AIM OF THE EXERCISE: When you output the entries, begin with the first line and end with the line containing "let text_ok = needle.is_empty()", keeping each line exactly as it is.

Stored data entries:
═══

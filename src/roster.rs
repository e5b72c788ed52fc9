use crate::calc::mean;
use crate::model::{Grade, Student, StudentStatus};
use serde::{Deserialize, Serialize};

/// Search criteria for the roster. `None` and empty text are wildcards.
#[derive(Debug, Clone, Default, PartialEq, Serialize, Deserialize)]
#[serde(rename_all = "camelCase")]
pub struct RosterQuery {
    #[serde(default)]
    pub text: String,
    pub grade: Option<Grade>,
    pub status: Option<StudentStatus>,
    /// Match the text against "first last" only, ignoring email.
    #[serde(default)]
    pub name_only: bool,
}

impl RosterQuery {
    pub fn text(text: impl Into<String>) -> Self {
        Self {
            text: text.into(),
            ..Self::default()
        }
    }

    pub fn matches(&self, student: &Student) -> bool {
        let data = student.data();
        let needle = self.text.to_lowercase();
        let text_ok = needle.is_empty()
            || data.full_name().to_lowercase().contains(&needle)
            || (!self.name_only && data.email.to_lowercase().contains(&needle));
        let grade_ok = self.grade.map(|g| data.grade == g).unwrap_or(true);
        let status_ok = self.status.map(|s| data.status == s).unwrap_or(true);
        text_ok && grade_ok && status_ok
    }
}

/// Students matching every supplied criterion, in input order.
pub fn filter_students(students: &[Student], query: &RosterQuery) -> Vec<Student> {
    students
        .iter()
        .filter(|s| query.matches(s))
        .cloned()
        .collect()
}

pub fn find_student<'a>(students: &'a [Student], id: &str) -> Option<&'a Student> {
    students.iter().find(|s| s.id() == id)
}

#[derive(Debug, Clone, PartialEq, Serialize)]
#[serde(rename_all = "camelCase")]
pub struct GradeCount {
    pub grade: Grade,
    pub count: usize,
}

/// Head count per grade level, lowest grade first. Grades with nobody
/// enrolled are omitted.
pub fn grade_distribution(students: &[Student]) -> Vec<GradeCount> {
    Grade::ALL
        .into_iter()
        .map(|grade| GradeCount {
            grade,
            count: students.iter().filter(|s| s.data().grade == grade).count(),
        })
        .filter(|g| g.count > 0)
        .collect()
}

#[derive(Debug, Clone, PartialEq, Serialize)]
#[serde(rename_all = "camelCase")]
pub struct StatusCount {
    pub status: StudentStatus,
    pub count: usize,
}

/// Head count for every status, zero-filled.
pub fn status_counts(students: &[Student]) -> Vec<StatusCount> {
    StudentStatus::ALL
        .into_iter()
        .map(|status| StatusCount {
            status,
            count: students.iter().filter(|s| s.data().status == status).count(),
        })
        .collect()
}

pub fn average_gpa(students: &[Student]) -> f64 {
    let gpas: Vec<f64> = students.iter().map(|s| s.data().gpa).collect();
    mean(&gpas)
}

/// Highest GPA first; ties keep roster order.
pub fn top_performers(students: &[Student], n: usize) -> Vec<Student> {
    let mut ranked: Vec<&Student> = students.iter().collect();
    ranked.sort_by(|a, b| b.data().gpa.total_cmp(&a.data().gpa));
    ranked.into_iter().take(n).cloned().collect()
}

#[cfg(test)]
mod tests {
    use super::*;
    use crate::fixtures::sample_students;

    #[test]
    fn empty_query_returns_everyone_in_order() {
        let roster = sample_students();
        let out = filter_students(&roster, &RosterQuery::default());
        assert_eq!(out, roster);
    }

    #[test]
    fn text_matches_full_name_or_email_case_insensitive() {
        let roster = sample_students();
        let by_name = filter_students(&roster, &RosterQuery::text("EMMA JOH"));
        assert_eq!(by_name.len(), 1);
        assert_eq!(by_name[0].id(), "1");

        // "ben.thomas" only appears in the email, not in "Benjamin Thomas".
        let by_email = filter_students(&roster, &RosterQuery::text("ben.thomas@"));
        assert_eq!(by_email.len(), 1);
        assert_eq!(by_email[0].id(), "8");

        assert!(filter_students(&roster, &RosterQuery::text("nobody")).is_empty());
    }

    #[test]
    fn name_only_ignores_email() {
        let roster = sample_students();
        let q = RosterQuery {
            name_only: true,
            ..RosterQuery::text("ben.thomas")
        };
        assert!(filter_students(&roster, &q).is_empty());
        let q = RosterQuery {
            name_only: true,
            ..RosterQuery::text("school.edu")
        };
        assert!(filter_students(&roster, &q).is_empty());
        let q = RosterQuery {
            name_only: true,
            ..RosterQuery::text("benjamin")
        };
        assert_eq!(filter_students(&roster, &q).len(), 1);
    }

    #[test]
    fn grade_and_status_are_conjunctive() {
        let roster = sample_students();
        let q = RosterQuery {
            text: String::new(),
            grade: Some(Grade::Eleventh),
            status: Some(StudentStatus::Active),
            name_only: false,
        };
        let found = filter_students(&roster, &q);
        assert_eq!(found.len(), 1);
        assert_eq!(found[0].id(), "2");

        let q = RosterQuery {
            text: "a".to_string(),
            grade: Some(Grade::Ninth),
            status: None,
            name_only: false,
        };
        let found: Vec<String> = filter_students(&roster, &q)
            .iter()
            .map(|s| s.id().to_string())
            .collect();
        assert_eq!(found, vec!["3".to_string(), "7".to_string()]);
    }

    #[test]
    fn breakdowns_cover_sample_roster() {
        let roster = sample_students();
        let grades = grade_distribution(&roster);
        assert_eq!(grades.len(), 4);
        assert!(grades.iter().all(|g| g.count == 2));

        let statuses = status_counts(&roster);
        let active = statuses
            .iter()
            .find(|s| s.status == StudentStatus::Active)
            .map(|s| s.count);
        assert_eq!(active, Some(5));
        assert_eq!(statuses.iter().map(|s| s.count).sum::<usize>(), roster.len());

        assert!((average_gpa(&roster) - 3.5).abs() < 1e-9);
        assert_eq!(average_gpa(&[]), 0.0);
    }

    #[test]
    fn top_performers_rank_by_gpa() {
        let roster = sample_students();
        let top: Vec<String> = top_performers(&roster, 3)
            .iter()
            .map(|s| s.id().to_string())
            .collect();
        assert_eq!(top, vec!["7".to_string(), "3".to_string(), "1".to_string()]);
        assert_eq!(top_performers(&roster, 50).len(), roster.len());
    }
}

═══

ANSWER FOR THIS EXERCISE:
filename src/roster.rs
repository e5b72c788ed52fc9
use crate::calc::mean;
use crate::model::{Grade, Student, StudentStatus};
use serde::{Deserialize, Serialize};

/// Search criteria for the roster. `None` and empty text are wildcards.
#[derive(Debug, Clone, Default, PartialEq, Serialize, Deserialize)]
#[serde(rename_all = "camelCase")]
pub struct RosterQuery {
    #[serde(default)]
    pub text: String,
    pub grade: Option<Grade>,
    pub status: Option<StudentStatus>,
    /// Match the text against "first last" only, ignoring email.
    #[serde(default)]
    pub name_only: bool,
}

impl RosterQuery {
    pub fn text(text: impl Into<String>) -> Self {
        Self {
            text: text.into(),
            ..Self::default()
        }
    }

    pub fn matches(&self, student: &Student) -> bool {
        let data = student.data();
        let needle = self.text.to_lowercase();
        let text_ok = needle.is_empty()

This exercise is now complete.